Table 10. Average chunks of effective contacts per day in the ICU simulation model

The matrix presented in Table 10 provides the frequencies that can be plugged into the compound probabilities formula above. This will yield the outcome, which is the probability of viral transmission between each pair of agents based on their contact rates.

The results presented in Tables 8 and 10 were within the expected ranges, according to subject matter experts, in the hemodialysis ward and intensive care unit under this study.

There are more ways in which the logged data can be used. For example, one might want to include the average distance of two agents during a contact. Since the average distance is being recorded for each contact, this is possible by using the same data structure.

5. Discussion

In this paper, we proposed a simulation-based method for generating a contacts matrix for disease transmission modeling. We have implemented this methodology in a few settings, including the examination of COVID-19 outbreaks in a dialysis setting (Tofighi et al., 2021). The approach is flexible enough to be used in all settings where people are interacting together. The

Page 23

size of space and time do not restrict the performance of the approach. The main requirements of this method are the predefined schedules and space of motions. Movements and interactions are indicated based on the physical conditions that, in the real world, control the dynamics. Further studies on the theory and application of this method are needed to better understand its capabilities and limitations. A number of items related to this method are briefly discussed below.

1. The numbers in the calculated contacts mixing matrix have to be reflective of the risk and frequency by which agents contact each other to transmit the disease at different levels of granularity (agent to agent, agent to agent type, and agent type to agent type). These matrices can focus on different contacts parameters based on the corresponding application, such as: 1) Count of effective contacts (effective, by some predefined characteristics by the user; e.g., longer than a certain length of time, and average distance below a certain level); 2) The normalized cumulative length of contacts (durations); 3) The normalized average distance of the agents while being in contact; and 4) A combination of all contact information above that represents a risk factor frequency from this data. That can help viral transmission estimates in longer-term simulation models – which can be yielded through different equations in different disciplines. For example, in some sources, time / distance or time / distance squared is a measure for such.

2. Some very lengthy contacts are much riskier than shorter contacts. For example, a contact that takes place for over an hour should be treated as much riskier than a contact that lasts for only 15 minutes, although the count measure for both is only one contact. Likewise, contacts in which the average distance of the agents involved is shorter, are riskier than the contacts in which agents are farther away from each other.

3. In models in which there is a separate disease transmission module that takes care of simulating virus transmission and propagation, having the contacts data recorded at this level of granularity can be helpful to make the implementation of the disease transmission module more straightforward. The contacts matrix granular data can work hand-in-hand with a viral

Page 24

transmission module that needs to identify Effective Contacts.
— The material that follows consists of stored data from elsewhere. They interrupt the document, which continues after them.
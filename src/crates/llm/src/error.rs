//! Error types for LLM provider implementations.

use thiserror::Error;

/// Result type for LLM operations.
pub type Result<T> = std::result::Result<T, LlmError>;

/// Errors that can occur when working with LLM providers.
#[derive(Debug, Error)]
pub enum LlmError {
    /// HTTP request failed.
    #[error("HTTP request failed: {0}")]
    HttpError(#[from] reqwest::Error),

    /// Failed to serialize/deserialize data.
    #[error("Serialization error: {0}")]
    SerializationError(String),

    /// API authentication failed.
    #[error("Authentication failed: {0}")]
    AuthenticationError(String),

    /// API key not found in environment.
    #[error("API key not found: {0}")]
    ApiKeyNotFound(String),

    /// Model not found or unavailable.
    #[error("Model not found: {0}")]
    ModelNotFound(String),

    /// Provider service unavailable (e.g., Ollama not running).
    #[error("Service unavailable: {0}")]
    ServiceUnavailable(String),

    /// Rate limit exceeded.
    #[error("Rate limit exceeded: {0}")]
    RateLimitExceeded(String),

    /// Invalid request parameters.
    #[error("Invalid request: {0}")]
    InvalidRequest(String),

    /// Invalid response from provider.
    #[error("Invalid response: {0}")]
    InvalidResponse(String),

    /// Request timeout.
    #[error("Request timeout: {0}")]
    Timeout(String),

    /// General provider error.
    #[error("Provider error: {0}")]
    ProviderError(String),

    /// Configuration error.
    #[error("Configuration error: {0}")]
    ConfigError(String),

    /// Generic error with context.
    #[error("{0}")]
    Other(String),
}

impl LlmError {
    /// Check if this error is retryable.
    pub fn is_retryable(&self) -> bool {
        matches!(
            self,
            LlmError::HttpError(_)
                | LlmError::ServiceUnavailable(_)
                | LlmError::Timeout(_)
                | LlmError::RateLimitExceeded(_)
        )
    }

    /// Check if this error is due to authentication.
    pub fn is_auth_error(&self) -> bool {
        matches!(
            self,
            LlmError::AuthenticationError(_) | LlmError::ApiKeyNotFound(_)
        )
    }
}

impl From<serde_json::Error> for LlmError {
    fn from(err: serde_json::Error) -> Self {
        LlmError::SerializationError(err.to_string())
    }
}

/// `ChatModel` (§6) speaks `flow_core::error::Result`; provider clients convert
/// their own error type into it here rather than `flow-core` depending back on
/// `llm`.
impl From<LlmError> for flow_core::error::FlowCoreError {
    fn from(err: LlmError) -> Self {
        use flow_core::error::FlowCoreError;
        match err {
            LlmError::AuthenticationError(msg) | LlmError::ApiKeyNotFound(msg) => {
                FlowCoreError::ProviderAuth(msg)
            }
            LlmError::Timeout(msg) => FlowCoreError::ProviderTimeout(msg),
            LlmError::ConfigError(msg) | LlmError::ModelNotFound(msg) => {
                FlowCoreError::ProviderConfig(msg)
            }
            other => FlowCoreError::Provider(other.to_string()),
        }
    }
}

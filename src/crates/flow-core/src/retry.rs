//! Retry Policy half of C15: exponential backoff with jitter over a typed
//! set of retriable errors, and the circuit breaker it cooperates with.
//!
//! `base * 2^attempt` backoff matches §4.11 and the P4 testable property.

use rand::Rng;
use std::time::Duration;

/// Error taxonomy a retry wrapper classifies against (§4.4, §4.11).
#[derive(Debug, Clone, Copy, PartialEq, Eq)]
pub enum RetriableKind {
    Timeout,
    ConnectionError,
    UrlError,
    RateLimited,
    ServerError,
}

#[derive(Debug, Clone)]
pub struct RetryPolicy {
    pub max_attempts: usize,
    pub initial_interval: Duration,
    pub backoff_factor: f64,
    pub max_interval: Duration,
    pub jitter: bool,
}

impl Default for RetryPolicy {
    fn default() -> Self {
        Self {
            max_attempts: 3,
            initial_interval: Duration::from_millis(500),
            backoff_factor: 2.0,
            max_interval: Duration::from_secs(128),
            jitter: true,
        }
    }
}

impl RetryPolicy {
    pub fn new(max_attempts: usize) -> Self {
        Self { max_attempts, ..Default::default() }
    }

    pub fn with_initial_interval(mut self, seconds: f64) -> Self {
        self.initial_interval = Duration::from_secs_f64(seconds);
        self
    }

    pub fn with_backoff_factor(mut self, factor: f64) -> Self {
        self.backoff_factor = factor;
        self
    }

    pub fn with_max_interval(mut self, seconds: f64) -> Self {
        self.max_interval = Duration::from_secs_f64(seconds);
        self
    }

    pub fn with_jitter(mut self, jitter: bool) -> Self {
        self.jitter = jitter;
        self
    }

    /// `base * 2^attempt` nominal delay, capped at `max_interval`, with an
    /// optional +/-50% jitter band to avoid thundering herds.
    pub fn calculate_delay(&self, attempt: usize) -> Duration {
        let nominal = self.initial_interval.as_secs_f64() * self.backoff_factor.powi(attempt as i32);
        let capped = nominal.min(self.max_interval.as_secs_f64());
        let final_secs = if self.jitter {
            let mut rng = rand::thread_rng();
            capped * rng.gen_range(0.5..1.5)
        } else {
            capped
        };
        Duration::from_secs_f64(final_secs.max(0.0))
    }

    /// Nominal (non-jittered) delay, used by tests asserting the P4 lower
    /// bound on total sleep time.
    pub fn nominal_delay(&self, attempt: usize) -> Duration {
        let nominal = self.initial_interval.as_secs_f64() * self.backoff_factor.powi(attempt as i32);
        Duration::from_secs_f64(nominal.min(self.max_interval.as_secs_f64()))
    }

    pub fn should_retry(&self, attempt: usize) -> bool {
        attempt + 1 < self.max_attempts
    }
}

#[derive(Debug, Clone, Default)]
pub struct RetryState {
    pub attempts: usize,
    pub last_error: Option<String>,
}

impl RetryState {
    pub fn new() -> Self {
        Self::default()
    }

    pub fn record_attempt(&mut self, error: Option<String>) {
        self.attempts += 1;
        self.last_error = error;
    }

    pub fn reset(&mut self) {
        self.attempts = 0;
        self.last_error = None;
    }
}

/// Runs `op` up to `policy.max_attempts` times, sleeping
/// `policy.calculate_delay` between attempts whenever `classify` says the
/// error is retriable. Returns the last error once attempts are exhausted.
pub async fn with_retry<F, Fut, T, E>(
    policy: &RetryPolicy,
    mut op: F,
    classify: impl Fn(&E) -> bool,
) -> Result<(T, RetryState), E>
where
    F: FnMut(usize) -> Fut,
    Fut: std::future::Future<Output = Result<T, E>>,
{
    let mut state = RetryState::new();
    let mut attempt = 0;
    loop {
        match op(attempt).await {
            Ok(v) => return Ok((v, state)),
            Err(e) => {
                state.record_attempt(Some(e.to_string()));
                if !classify(&e) || !policy.should_retry(attempt) {
                    return Err(e);
                }
                tokio::time::sleep(policy.calculate_delay(attempt)).await;
                attempt += 1;
            }
        }
    }
}

#[cfg(test)]
mod tests {
    use super::*;

    #[test]
    fn delay_grows_exponentially_before_cap() {
        let policy = RetryPolicy::default().with_jitter(false);
        assert_eq!(policy.nominal_delay(0), Duration::from_millis(500));
        assert_eq!(policy.nominal_delay(1), Duration::from_secs(1));
        assert_eq!(policy.nominal_delay(2), Duration::from_secs(2));
    }

    #[test]
    fn should_retry_respects_max_attempts() {
        let policy = RetryPolicy::new(3);
        assert!(policy.should_retry(0));
        assert!(policy.should_retry(1));
        assert!(!policy.should_retry(2));
    }

    #[tokio::test]
    async fn with_retry_stops_on_non_retriable_error() {
        let policy = RetryPolicy::new(5).with_initial_interval(0.0);
        let mut calls = 0;
        let result: Result<((), RetryState), &str> = with_retry(
            &policy,
            |_attempt| {
                calls += 1;
                async { Err("fatal") }
            },
            |_e| false,
        )
        .await;
        assert!(result.is_err());
        assert_eq!(calls, 1);
    }
}
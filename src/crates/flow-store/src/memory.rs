//! In-memory Frame Store (§4.7): "memory-backed frames live in an internal
//! dict-of-lists."

use crate::error::{FrameStoreError, Result};
use crate::traits::{Condition, FrameStore, QueryOptions, Row, SortDirection, Snapshot};
use indexmap::IndexMap;
use parking_lot::RwLock;
use std::cmp::Ordering;

#[derive(Debug, Default)]
pub struct InMemoryFrameStore {
    frames: RwLock<IndexMap<String, Vec<Row>>>,
}

impl InMemoryFrameStore {
    pub fn new() -> Self {
        Self::default()
    }
}

impl FrameStore for InMemoryFrameStore {
    fn ensure_frame(&self, name: &str) {
        self.frames.write().entry(name.to_string()).or_default();
    }

    fn insert(&self, frame: &str, row: Row) -> Result<Row> {
        let mut frames = self.frames.write();
        let rows = frames.entry(frame.to_string()).or_default();
        rows.push(row.clone());
        Ok(row)
    }

    fn get_by_primary_key(&self, frame: &str, pk_field: &str, pk: &flow_core::Value) -> Result<Option<Row>> {
        let frames = self.frames.read();
        let rows = frames
            .get(frame)
            .ok_or_else(|| FrameStoreError::FrameNotFound(frame.to_string()))?;
        Ok(rows
            .iter()
            .find(|r| r.get(pk_field).is_some_and(|v| v.values_equal(pk)))
            .cloned())
    }

    fn query(&self, frame: &str, options: &QueryOptions) -> Result<Vec<Row>> {
        let frames = self.frames.read();
        let rows = frames
            .get(frame)
            .ok_or_else(|| FrameStoreError::FrameNotFound(frame.to_string()))?;

        let mut matched: Vec<Row> = rows
            .iter()
            .filter(|r| options.condition.matches(r))
            .cloned()
            .collect();

        if !options.order_by.is_empty() {
            matched.sort_by(|a, b| {
                for (field, dir) in &options.order_by {
                    let av = a.get(field).cloned().unwrap_or(flow_core::Value::Null);
                    let bv = b.get(field).cloned().unwrap_or(flow_core::Value::Null);
                    let ord = av.partial_cmp_value(&bv).unwrap_or(Ordering::Equal);
                    let ord = if *dir == SortDirection::Desc { ord.reverse() } else { ord };
                    if ord != Ordering::Equal {
                        return ord;
                    }
                }
                Ordering::Equal
            });
        }

        let matched: Vec<Row> = matched.into_iter().skip(options.offset).collect();
        Ok(match options.limit {
            Some(n) => matched.into_iter().take(n).collect(),
            None => matched,
        })
    }

    fn update(&self, frame: &str, condition: &Condition, updates: &Row) -> Result<usize> {
        let mut frames = self.frames.write();
        let rows = frames
            .get_mut(frame)
            .ok_or_else(|| FrameStoreError::FrameNotFound(frame.to_string()))?;
        let mut count = 0;
        for row in rows.iter_mut() {
            if condition.matches(row) {
                for (k, v) in updates {
                    row.insert(k.clone(), v.clone());
                }
                count += 1;
            }
        }
        Ok(count)
    }

    fn delete(&self, frame: &str, condition: &Condition) -> Result<usize> {
        let mut frames = self.frames.write();
        let rows = frames
            .get_mut(frame)
            .ok_or_else(|| FrameStoreError::FrameNotFound(frame.to_string()))?;
        let before = rows.len();
        rows.retain(|row| !condition.matches(row));
        Ok(before - rows.len())
    }

    fn all(&self, frame: &str) -> Result<Vec<Row>> {
        let frames = self.frames.read();
        Ok(frames.get(frame).cloned().unwrap_or_default())
    }

    fn snapshot(&self) -> Snapshot {
        Snapshot {
            frames: self.frames.read().clone(),
        }
    }

    fn restore(&self, snapshot: Snapshot) {
        *self.frames.write() = snapshot.frames;
    }
}

#[cfg(test)]
mod tests {
    use super::*;
    use flow_core::Value;

    fn row(pairs: &[(&str, Value)]) -> Row {
        pairs.iter().map(|(k, v)| (k.to_string(), v.clone())).collect()
    }

    #[test]
    fn insert_and_query_round_trip() {
        let store = InMemoryFrameStore::new();
        store.ensure_frame("users");
        store.insert("users", row(&[("id", Value::Int(1)), ("email", Value::Str("a@b.com".into()))])).unwrap();
        let found = store.query("users", &QueryOptions::default()).unwrap();
        assert_eq!(found.len(), 1);
    }

    #[test]
    fn snapshot_restore_undoes_writes() {
        let store = InMemoryFrameStore::new();
        store.ensure_frame("users");
        store.insert("users", row(&[("id", Value::Int(1))])).unwrap();
        let snap = store.snapshot();
        store.insert("users", row(&[("id", Value::Int(2))])).unwrap();
        assert_eq!(store.all("users").unwrap().len(), 2);
        store.restore(snap);
        assert_eq!(store.all("users").unwrap().len(), 1);
    }

    #[test]
    fn delete_removes_matching_rows_only() {
        let store = InMemoryFrameStore::new();
        store.ensure_frame("users");
        store.insert("users", row(&[("id", Value::Int(1))])).unwrap();
        store.insert("users", row(&[("id", Value::Int(2))])).unwrap();
        let cond = Condition::Leaf { field: "id".into(), op: crate::traits::CompareOp::Eq, value: Value::Int(1) };
        let removed = store.delete("users", &cond).unwrap();
        assert_eq!(removed, 1);
        assert_eq!(store.all("users").unwrap().len(), 1);
    }
}
//! PII scrubbing applied to generated memory content before storage (§4.6
//! step 5): emails and IPv4 addresses replaced with `[email]`/`[ip]`.

use crate::types::PiiPolicy;
use regex::Regex;

pub fn scrub(policy: &PiiPolicy, text: &str) -> String {
    match policy {
        PiiPolicy::None => text.to_string(),
        PiiPolicy::StripEmailIp => {
            let email_re = Regex::new(r"[A-Za-z0-9._%+-]+@[A-Za-z0-9.-]+\.[A-Za-z]{2,}").expect("static regex");
            let ip_re = Regex::new(r"\b(?:\d{1,3}\.){3}\d{1,3}\b").expect("static regex");
            let scrubbed = email_re.replace_all(text, "[email]");
            ip_re.replace_all(&scrubbed, "[ip]").into_owned()
        }
    }
}

#[cfg(test)]
mod tests {
    use super::*;

    #[test]
    fn strips_emails_and_ips() {
        let out = scrub(&PiiPolicy::StripEmailIp, "contact me at a@b.com from 10.0.0.1");
        assert_eq!(out, "contact me at [email] from [ip]");
    }

    #[test]
    fn none_policy_is_a_no_op() {
        assert_eq!(scrub(&PiiPolicy::None, "a@b.com"), "a@b.com");
    }
}
//! Circuit Breaker half of C15: per-key `closed -> open -> half_open` state
//! machine, process-wide (§5: "Circuit breaker state is process-wide, keyed
//! by provider/tool key").

use parking_lot::Mutex;
use std::collections::HashMap;
use std::sync::Arc;
use std::time::{Duration, Instant};

#[derive(Debug, Clone, Copy, PartialEq, Eq)]
pub enum BreakerState {
    Closed,
    Open,
    HalfOpen,
}

#[derive(Debug, Clone)]
pub struct CircuitBreakerEntry {
    pub state: BreakerState,
    pub failure_count: u32,
    pub opened_at: Option<Instant>,
    pub cooldown: Duration,
    /// Set when `half_open` has already let one probe through, so
    /// concurrent callers don't all race the same probe (§4.11: "`half_open`
    /// allows one probe"). Cleared the moment that probe's outcome lands.
    probe_in_flight: bool,
}

impl CircuitBreakerEntry {
    fn new(cooldown: Duration) -> Self {
        Self { state: BreakerState::Closed, failure_count: 0, opened_at: None, cooldown, probe_in_flight: false }
    }
}

#[derive(Debug, Clone, Copy)]
pub struct BreakerConfig {
    pub failure_threshold: u32,
    pub cooldown: Duration,
}

impl Default for BreakerConfig {
    fn default() -> Self {
        Self { failure_threshold: 5, cooldown: Duration::from_secs(30) }
    }
}

/// Keyed by `model:<provider>:<model>` or `tool:<name>` (§3).
#[derive(Clone)]
pub struct CircuitBreaker {
    config: BreakerConfig,
    entries: Arc<Mutex<HashMap<String, CircuitBreakerEntry>>>,
}

impl CircuitBreaker {
    pub fn new(config: BreakerConfig) -> Self {
        Self { config, entries: Arc::new(Mutex::new(HashMap::new())) }
    }

    /// Consults current state, transitioning `open -> half_open` once the
    /// cooldown has elapsed. Returns whether the call may proceed.
    pub fn should_allow_call(&self, key: &str) -> bool {
        let mut entries = self.entries.lock();
        let entry = entries.entry(key.to_string()).or_insert_with(|| CircuitBreakerEntry::new(self.config.cooldown));
        match entry.state {
            BreakerState::Closed => true,
            BreakerState::HalfOpen => {
                if entry.probe_in_flight {
                    false
                } else {
                    entry.probe_in_flight = true;
                    true
                }
            }
            BreakerState::Open => {
                if let Some(opened_at) = entry.opened_at {
                    if opened_at.elapsed() >= entry.cooldown {
                        entry.state = BreakerState::HalfOpen;
                        entry.probe_in_flight = true;
                        return true;
                    }
                }
                false
            }
        }
    }

    pub fn record_success(&self, key: &str) {
        let mut entries = self.entries.lock();
        let entry = entries.entry(key.to_string()).or_insert_with(|| CircuitBreakerEntry::new(self.config.cooldown));
        entry.state = BreakerState::Closed;
        entry.failure_count = 0;
        entry.opened_at = None;
        entry.probe_in_flight = false;
    }

    /// On failure: a `half_open` probe re-opens with an extended cooldown;
    /// a `closed` breaker opens after `failure_threshold` consecutive
    /// failures (P5).
    pub fn record_failure(&self, key: &str) {
        let mut entries = self.entries.lock();
        let entry = entries.entry(key.to_string()).or_insert_with(|| CircuitBreakerEntry::new(self.config.cooldown));
        match entry.state {
            BreakerState::HalfOpen => {
                entry.cooldown *= 2;
                entry.state = BreakerState::Open;
                entry.opened_at = Some(Instant::now());
                entry.probe_in_flight = false;
            }
            BreakerState::Closed => {
                entry.failure_count += 1;
                if entry.failure_count >= self.config.failure_threshold {
                    entry.state = BreakerState::Open;
                    entry.opened_at = Some(Instant::now());
                }
            }
            BreakerState::Open => {}
        }
    }

    pub fn state_of(&self, key: &str) -> BreakerState {
        self.entries.lock().get(key).map(|e| e.state).unwrap_or(BreakerState::Closed)
    }
}

impl Default for CircuitBreaker {
    fn default() -> Self {
        Self::new(BreakerConfig::default())
    }
}

pub fn provider_key(provider: &str, model: &str) -> String {
    format!("model:{provider}:{model}")
}

pub fn tool_key(tool: &str) -> String {
    format!("tool:{tool}")
}

#[cfg(test)]
mod tests {
    use super::*;

    #[test]
    fn opens_after_threshold_failures() {
        let breaker = CircuitBreaker::new(BreakerConfig { failure_threshold: 3, cooldown: Duration::from_millis(10) });
        for _ in 0..3 {
            breaker.record_failure("k");
        }
        assert_eq!(breaker.state_of("k"), BreakerState::Open);
        assert!(!breaker.should_allow_call("k"));
    }

    #[test]
    fn half_opens_after_cooldown_and_allows_one_probe() {
        let breaker = CircuitBreaker::new(BreakerConfig { failure_threshold: 1, cooldown: Duration::from_millis(1) });
        breaker.record_failure("k");
        std::thread::sleep(Duration::from_millis(5));
        assert!(breaker.should_allow_call("k"));
        assert_eq!(breaker.state_of("k"), BreakerState::HalfOpen);
    }

    #[test]
    fn success_resets_to_closed() {
        let breaker = CircuitBreaker::new(BreakerConfig { failure_threshold: 1, cooldown: Duration::from_millis(1) });
        breaker.record_failure("k");
        std::thread::sleep(Duration::from_millis(5));
        breaker.should_allow_call("k");
        breaker.record_success("k");
        assert_eq!(breaker.state_of("k"), BreakerState::Closed);
    }

    #[test]
    fn half_open_allows_only_one_concurrent_probe() {
        let breaker = CircuitBreaker::new(BreakerConfig { failure_threshold: 1, cooldown: Duration::from_millis(1) });
        breaker.record_failure("k");
        std::thread::sleep(Duration::from_millis(5));
        assert!(breaker.should_allow_call("k"));
        assert!(!breaker.should_allow_call("k"), "a second caller must not race the same probe");
        breaker.record_success("k");
        assert!(breaker.should_allow_call("k"), "a fresh probe is allowed once the in-flight one resolved");
    }
}
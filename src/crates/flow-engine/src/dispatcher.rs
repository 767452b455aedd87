//! `FlowDispatcher`: the concrete [`NodeDispatcher`] every flow run executes
//! through. This is where the Step Scheduler's generic graph walk (owned by
//! `flow_core::scheduler`) meets the concrete subsystems it can't depend on
//! directly — the Provider Adapter, Tool Executor, Record Layer, RAG
//! Pipeline, Memory Composer, and Transaction Manager.

use crate::interpreter::{Flow, Interpreter, InterpreterError};
use crate::ir_build::AiCallDef;
use crate::observability::ObservabilitySink;
use crate::transaction::{TransactionError, TransactionManager};
use async_trait::async_trait;
use flow_core::env::ExternalResolver;
use flow_core::expr::{Expr, HelperFn, RuleGroup};
use flow_core::ir::{FlowGraph, FlowNode, NodeKind};
use flow_core::messages::Message;
use flow_core::scheduler::{run_node, DispatchError, NodeDispatcher, SchedulerContext};
use flow_core::state::FlowState;
use flow_core::value::Value;
use flow_core::llm::ChatModel;
use flow_memory::{build_memory_messages, persist_memory_state, MemoryKind, MemoryStoreConfig};
use flow_rag::{run_pipeline, Match, RagContext, RagEngine, Stage};
use flow_records::{find, FindRequest, RecordDef, RecordRegistry};
use flow_store::{CompareOp, Condition, FrameStore, Row};
use indexmap::IndexMap;
use llm::ProviderAdapter;
use parking_lot::Mutex;
use std::sync::Arc;
use tooling::tool_exec::ToolExecutor;

/// Every subsystem error this module touches converts through this instead
/// of a per-type `From` impl: `DispatchError` and most subsystem error
/// types are both foreign to this crate, so a blanket `From` per type would
/// violate the orphan rule.
fn disp<E: std::fmt::Display>(e: E) -> DispatchError {
    DispatchError::new(e.to_string())
}

impl From<InterpreterError> for DispatchError {
    fn from(e: InterpreterError) -> Self {
        DispatchError::new(e.to_string())
    }
}

/// A streamed `ai`/`agent` node forwards its chunks here instead of
/// building the full response in memory first. `None` means no caller is
/// currently listening (the common case for a non-interactive run).
pub type StreamSink = Arc<dyn Fn(llm::StreamEvent) + Send + Sync>;

pub struct FlowDispatcher {
    pub store: Arc<dyn FrameStore>,
    pub flows: IndexMap<String, FlowGraph>,
    pub record_registry: RecordRegistry,
    pub records: IndexMap<String, RecordDef>,
    pub provider_adapter: Arc<ProviderAdapter>,
    pub ai_calls: IndexMap<String, AiCallDef>,
    pub memory_backend: Arc<dyn flow_memory::MemoryBackend>,
    pub memory_configs: IndexMap<MemoryKind, MemoryStoreConfig>,
    pub tool_executor: Arc<ToolExecutor>,
    pub rag_engine: Arc<RagEngine>,
    pub rag_pipelines: IndexMap<String, Vec<Stage>>,
    pub default_chat_model: Option<Arc<dyn ChatModel>>,
    pub transaction_manager: TransactionManager,
    pub observability: Arc<ObservabilitySink>,
    pub helpers: IndexMap<String, Arc<dyn HelperFn>>,
    pub rulegroups: IndexMap<String, RuleGroup>,
    pub resolver: Arc<dyn ExternalResolver>,
    pub ctx: Arc<SchedulerContext>,
    stream_sink: Mutex<Option<StreamSink>>,
}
These are contacts that have lasted for over a certain amount of time – e.g., five minutes according to the CDC (2020) – in which the average distance between the two active agents has been below a given effective radius (e.g., two meters). Relying on the contacts matrix data that has already been collected in the model saves a great deal of additional coding that would have been needed otherwise for a viral transmission module to keep track of active agents’ contacts separately.

4. Contact matrices can help with fast simulation modeling because they can be fed into more abstract models that do not involve agents’ workflow and movement details. This makes them capable of simulating much longer time frames in a shorter period of time.

5. The aggregated data at either level of abstraction as mentioned in the previous subsection has a 2-dimensional array (matrix) structure for each of the contact elements (i.e., the count of contacts, duration, and average distance). This matrix is sometimes called the adjacency matrix in graph theory, the proximity matrix, or the Who Acquired Infection from Who (WAIFW) matrix in epidemiology. A visual representation can better explain how the big picture looks in terms of the risk of contacts, and where the decision-makers should focus their attention for the most effective results.

6. Transmission of diseases depends on many parameters such as route of transmission (e.g., air droplets, -born, blood, unclean wound), the transmission cycle, and reservoir. For different types of diseases, the route of transmission can be related to the contacts between either the infected individuals or infected environments (e.g., un-sanitized surface or infected air) and exposure to the susceptible individuals. Based on disease parameters such as count of contact, duration of the contact, and average distance of the agents during the contact, are important in disease transmission. For example, hospital infections such as Methicillin-resistant Staphylococcus aureus (MRSA) can be transmitted by direct skin-to-skin contact or contact with shared items or surfaces (CDC, 2015). And for COVID-19, it is stated that someone who is within 6 feet of an infected person for a cumulative total of 15 minutes or more over 24 hours starting from 2 days before the illness onset (or, for asymptomatic

Page 25

patients, 2 days before testing specimen collection) is prone to infection (CDC, 2020). The method presented in this paper provides detailed information about contacts at a granular level as much as precision is required for studying the mechanism of disease transmission. By using this methodology, the mathematical models of disease transmission would provide more realistic transmission parameters that can be related to the counts of contacts, duration of contacts, average contact distance, or any compositions of these contact parameters. By defining locations, surfaces, or any parts of an environment as an active agent in the model, the user can calculate the parameters of the contacts with any arbitrary criteria.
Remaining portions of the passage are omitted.